* **ACTIVITY**
Would you repeat every line below exactly, please?

* **TASK INPUT**
|---|
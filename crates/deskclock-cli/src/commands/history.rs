use chrono::Local;
use clap::Subcommand;
use serde::Serialize;

use super::Workspace;

#[derive(Subcommand)]
pub enum HistoryAction {
    /// List timer records, newest first
    List {
        /// Output as JSON
        #[arg(long)]
        json: bool,
    },
    /// Delete a record by ID
    Delete {
        /// Record ID
        id: String,
    },
    /// Delete every record
    Clear,
    /// Attach a note to a record (an empty note removes it)
    Note {
        /// Record ID
        id: String,
        /// Note text
        text: String,
    },
    /// Print totals as JSON
    Stats,
}

#[derive(Serialize)]
struct HistoryStats {
    total: usize,
    completed: usize,
    stopped_early: usize,
    total_minutes: f64,
    first_started_at: Option<String>,
}

pub fn run(action: HistoryAction) -> Result<(), Box<dyn std::error::Error>> {
    let ws = Workspace::open()?;
    let mut history = ws.load_history()?;

    match action {
        HistoryAction::List { json } => {
            if json {
                println!("{}", serde_json::to_string_pretty(history.records())?);
                return Ok(());
            }
            if history.is_empty() {
                println!("No timer records yet.");
                return Ok(());
            }
            let today = Local::now().date_naive();
            for group in history.group_by_day(today, &Local) {
                println!("{}", group.label);
                for record in group.records {
                    let started = record.start_time.with_timezone(&Local).format("%H:%M");
                    let status = if record.is_completed { "done" } else { "stopped" };
                    print!(
                        "  {started}  {}  {status:<7}  {}",
                        record.formatted_duration(),
                        record.id
                    );
                    match &record.note {
                        Some(note) => println!("  {note}"),
                        None => println!(),
                    }
                }
            }
        }
        HistoryAction::Delete { id } => {
            let removed = history.delete(&id)?;
            ws.db.save_history(&history)?;
            println!("{}", serde_json::to_string_pretty(&removed)?);
        }
        HistoryAction::Clear => {
            let count = history.len();
            history.clear();
            ws.db.save_history(&history)?;
            println!("cleared {count} records");
        }
        HistoryAction::Note { id, text } => {
            history.set_note(&id, &text)?;
            ws.db.save_history(&history)?;
            if let Some(record) = history.get(&id) {
                println!("{}", serde_json::to_string_pretty(record)?);
            }
        }
        HistoryAction::Stats => {
            let completed = history.completed_count();
            let stats = HistoryStats {
                total: history.len(),
                completed,
                stopped_early: history.len() - completed,
                total_minutes: history.records().iter().map(|r| r.duration_minutes).sum(),
                first_started_at: history.first_started_at().map(|t| t.to_rfc3339()),
            };
            println!("{}", serde_json::to_string_pretty(&stats)?);
        }
    }
    Ok(())
}
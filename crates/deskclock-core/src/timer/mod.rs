mod dial;
mod display;
mod duration;
mod engine;

pub use dial::{DurationDial, SECONDS_PER_PIXEL};
pub use display::{ceil_secs, format_duration_minutes, CountdownDisplay};
pub use duration::{TimerDuration, DURATION_STEP_MS, MAX_DURATION_MS, MIN_DURATION_MS};
pub use engine::{CountdownTimer, TimerPhase};
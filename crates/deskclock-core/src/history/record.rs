use chrono::{DateTime, Utc};
use serde::{Deserialize, Serialize};
use uuid::Uuid;

use crate::timer::format_duration_minutes;

/// One finished countdown.
///
/// Serialized in camelCase with `startTime`/`duration` keys, the shape the
/// page keeps in local storage.
#[derive(Debug, Clone, PartialEq, Serialize, Deserialize)]
#[serde(rename_all = "camelCase")]
pub struct TimerRecord {
    #[serde(default)]
    pub id: String,
    pub start_time: DateTime<Utc>,
    /// Duration actually used, in minutes.
    #[serde(rename = "duration")]
    pub duration_minutes: f64,
    #[serde(default)]
    pub is_completed: bool,
    #[serde(default, skip_serializing_if = "Option::is_none")]
    pub note: Option<String>,
}

impl TimerRecord {
    /// `MM:SS`, rounded down.
    pub fn formatted_duration(&self) -> String {
        format_duration_minutes(self.duration_minutes)
    }
}

/// `{epoch_ms}_{sequence}_{random}`.
///
/// The sequence is owned by the history and strictly increasing, so IDs
/// minted by one history never repeat even within the same millisecond.
pub(crate) fn record_id(at: DateTime<Utc>, sequence: u64) -> String {
    let random = Uuid::new_v4().simple().to_string();
    format!("{}_{}_{}", at.timestamp_millis(), sequence, &random[..9])
}
use serde::{Deserialize, Serialize};

use crate::error::TimerError;

pub const MIN_DURATION_MS: i64 = 5_000;
pub const MAX_DURATION_MS: i64 = 3_600_000;
pub const DURATION_STEP_MS: i64 = 5_000;

const DEFAULT_DURATION_MS: i64 = 25 * 60_000;

/// Countdown length: 5s..=60min in 5s increments.
///
/// The lenient constructors round to the nearest step and clamp into range,
/// which is how the duration dial and `configure` behave. `try_from_ms` is
/// the strict variant used when parsing stored or user-typed values.
#[derive(Debug, Clone, Copy, PartialEq, Eq, PartialOrd, Ord, Hash, Serialize, Deserialize)]
#[serde(try_from = "i64", into = "i64")]
pub struct TimerDuration(i64);

impl TimerDuration {
    pub const MIN: Self = Self(MIN_DURATION_MS);
    pub const MAX: Self = Self(MAX_DURATION_MS);

    /// Round `minutes` to the nearest 5s step, then clamp.
    pub fn from_minutes(minutes: f64) -> Self {
        // `as` saturates and maps NaN to 0, which the clamp then absorbs.
        Self::from_secs((minutes * 60.0).round() as i64)
    }

    /// Round whole seconds to the nearest 5s step, then clamp.
    pub fn from_secs(secs: i64) -> Self {
        let step_secs = DURATION_STEP_MS / 1000;
        let stepped = (secs as f64 / step_secs as f64).round() as i64 * step_secs;
        Self((stepped * 1000).clamp(MIN_DURATION_MS, MAX_DURATION_MS))
    }

    /// Accept only in-range multiples of the step.
    pub fn try_from_ms(ms: i64) -> Result<Self, TimerError> {
        if !(MIN_DURATION_MS..=MAX_DURATION_MS).contains(&ms) || ms % DURATION_STEP_MS != 0 {
            return Err(TimerError::InvalidConfiguration { requested_ms: ms });
        }
        Ok(Self(ms))
    }

    pub fn as_ms(self) -> i64 {
        self.0
    }

    pub fn as_secs(self) -> i64 {
        self.0 / 1000
    }

    pub fn as_minutes(self) -> f64 {
        self.0 as f64 / 60_000.0
    }
}

impl Default for TimerDuration {
    fn default() -> Self {
        Self(DEFAULT_DURATION_MS)
    }
}

impl TryFrom<i64> for TimerDuration {
    type Error = TimerError;

    fn try_from(ms: i64) -> Result<Self, Self::Error> {
        Self::try_from_ms(ms)
    }
}

impl From<TimerDuration> for i64 {
    fn from(duration: TimerDuration) -> Self {
        duration.0
    }
}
|---|
* **RESPONSE**
filename crates/deskclock-cli/src/commands/history.rs
use chrono::Local;
use clap::Subcommand;
use serde::Serialize;

use super::Workspace;

#[derive(Subcommand)]
pub enum HistoryAction {
    /// List timer records, newest first
    List {
        /// Output as JSON
        #[arg(long)]
        json: bool,
    },
    /// Delete a record by ID
    Delete {
        /// Record ID
        id: String,
    },
    /// Delete every record
    Clear,
    /// Attach a note to a record (an empty note removes it)
    Note {
        /// Record ID
        id: String,
        /// Note text
        text: String,
    },
    /// Print totals as JSON
    Stats,
}

#[derive(Serialize)]
struct HistoryStats {
    total: usize,
    completed: usize,
    stopped_early: usize,
    total_minutes: f64,
    first_started_at: Option<String>,
}

pub fn run(action: HistoryAction) -> Result<(), Box<dyn std::error::Error>> {
    let ws = Workspace::open()?;
    let mut history = ws.load_history()?;

    match action {
        HistoryAction::List { json } => {
            if json {
                println!("{}", serde_json::to_string_pretty(history.records())?);
                return Ok(());
            }
            if history.is_empty() {
                println!("No timer records yet.");
                return Ok(());
            }
            let today = Local::now().date_naive();
            for group in history.group_by_day(today, &Local) {
                println!("{}", group.label);
                for record in group.records {
                    let started = record.start_time.with_timezone(&Local).format("%H:%M");
                    let status = if record.is_completed { "done" } else { "stopped" };
                    print!(
                        "  {started}  {}  {status:<7}  {}",
                        record.formatted_duration(),
                        record.id
                    );
                    match &record.note {
                        Some(note) => println!("  {note}"),
                        None => println!(),
                    }
                }
            }
        }
        HistoryAction::Delete { id } => {
            let removed = history.delete(&id)?;
            ws.db.save_history(&history)?;
            println!("{}", serde_json::to_string_pretty(&removed)?);
        }
        HistoryAction::Clear => {
            let count = history.len();
            history.clear();
            ws.db.save_history(&history)?;
            println!("cleared {count} records");
        }
        HistoryAction::Note { id, text } => {
            history.set_note(&id, &text)?;
            ws.db.save_history(&history)?;
            if let Some(record) = history.get(&id) {
                println!("{}", serde_json::to_string_pretty(record)?);
            }
        }
        HistoryAction::Stats => {
            let completed = history.completed_count();
            let stats = HistoryStats {
                total: history.len(),
                completed,
                stopped_early: history.len() - completed,
                total_minutes: history.records().iter().map(|r| r.duration_minutes).sum(),
                first_started_at: history.first_started_at().map(|t| t.to_rfc3339()),
            };
            println!("{}", serde_json::to_string_pretty(&stats)?);
        }
    }
    Ok(())
}
filename crates/deskclock-core/src/timer/mod.rs
mod dial;
mod display;
mod duration;
mod engine;

pub use dial::{DurationDial, SECONDS_PER_PIXEL};
pub use display::{ceil_secs, format_duration_minutes, CountdownDisplay};
pub use duration::{TimerDuration, DURATION_STEP_MS, MAX_DURATION_MS, MIN_DURATION_MS};
pub use engine::{CountdownTimer, TimerPhase};
filename crates/deskclock-core/src/history/record.rs
use chrono::{DateTime, Utc};
use serde::{Deserialize, Serialize};
use uuid::Uuid;

use crate::timer::format_duration_minutes;

/// One finished countdown.
///
/// Serialized in camelCase with `startTime`/`duration` keys, the shape the
/// page keeps in local storage.
#[derive(Debug, Clone, PartialEq, Serialize, Deserialize)]
#[serde(rename_all = "camelCase")]
pub struct TimerRecord {
    #[serde(default)]
    pub id: String,
    pub start_time: DateTime<Utc>,
    /// Duration actually used, in minutes.
    #[serde(rename = "duration")]
    pub duration_minutes: f64,
    #[serde(default)]
    pub is_completed: bool,
    #[serde(default, skip_serializing_if = "Option::is_none")]
    pub note: Option<String>,
}

impl TimerRecord {
    /// `MM:SS`, rounded down.
    pub fn formatted_duration(&self) -> String {
        format_duration_minutes(self.duration_minutes)
    }
}

/// `{epoch_ms}_{sequence}_{random}`.
///
/// The sequence is owned by the history and strictly increasing, so IDs
/// minted by one history never repeat even within the same millisecond.
pub(crate) fn record_id(at: DateTime<Utc>, sequence: u64) -> String {
    let random = Uuid::new_v4().simple().to_string();
    format!("{}_{}_{}", at.timestamp_millis(), sequence, &random[..9])
}
use serde::{Deserialize, Serialize};

use crate::error::TimerError;

pub const MIN_DURATION_MS: i64 = 5_000;
pub const MAX_DURATION_MS: i64 = 3_600_000;
pub const DURATION_STEP_MS: i64 = 5_000;

const DEFAULT_DURATION_MS: i64 = 25 * 60_000;

/// Countdown length: 5s..=60min in 5s increments.
///
/// The lenient constructors round to the nearest step and clamp into range,
/// which is how the duration dial and `configure` behave. `try_from_ms` is
/// the strict variant used when parsing stored or user-typed values.
#[derive(Debug, Clone, Copy, PartialEq, Eq, PartialOrd, Ord, Hash, Serialize, Deserialize)]
#[serde(try_from = "i64", into = "i64")]
pub struct TimerDuration(i64);

impl TimerDuration {
    pub const MIN: Self = Self(MIN_DURATION_MS);
    pub const MAX: Self = Self(MAX_DURATION_MS);

    /// Round `minutes` to the nearest 5s step, then clamp.
    pub fn from_minutes(minutes: f64) -> Self {
        // `as` saturates and maps NaN to 0, which the clamp then absorbs.
        Self::from_secs((minutes * 60.0).round() as i64)
    }

    /// Round whole seconds to the nearest 5s step, then clamp.
    pub fn from_secs(secs: i64) -> Self {
        let step_secs = DURATION_STEP_MS / 1000;
        let stepped = (secs as f64 / step_secs as f64).round() as i64 * step_secs;
        Self((stepped * 1000).clamp(MIN_DURATION_MS, MAX_DURATION_MS))
    }

    /// Accept only in-range multiples of the step.
    pub fn try_from_ms(ms: i64) -> Result<Self, TimerError> {
        if !(MIN_DURATION_MS..=MAX_DURATION_MS).contains(&ms) || ms % DURATION_STEP_MS != 0 {
            return Err(TimerError::InvalidConfiguration { requested_ms: ms });
        }
        Ok(Self(ms))
    }

    pub fn as_ms(self) -> i64 {
        self.0
    }

    pub fn as_secs(self) -> i64 {
        self.0 / 1000
    }

    pub fn as_minutes(self) -> f64 {
        self.0 as f64 / 60_000.0
    }
}

impl Default for TimerDuration {
    fn default() -> Self {
        Self(DEFAULT_DURATION_MS)
    }
}

impl TryFrom<i64> for TimerDuration {
    type Error = TimerError;

    fn try_from(ms: i64) -> Result<Self, Self::Error> {
        Self::try_from_ms(ms)
    }
}

impl From<TimerDuration> for i64 {
    fn from(duration: TimerDuration) -> Self {
        duration.0
    }
}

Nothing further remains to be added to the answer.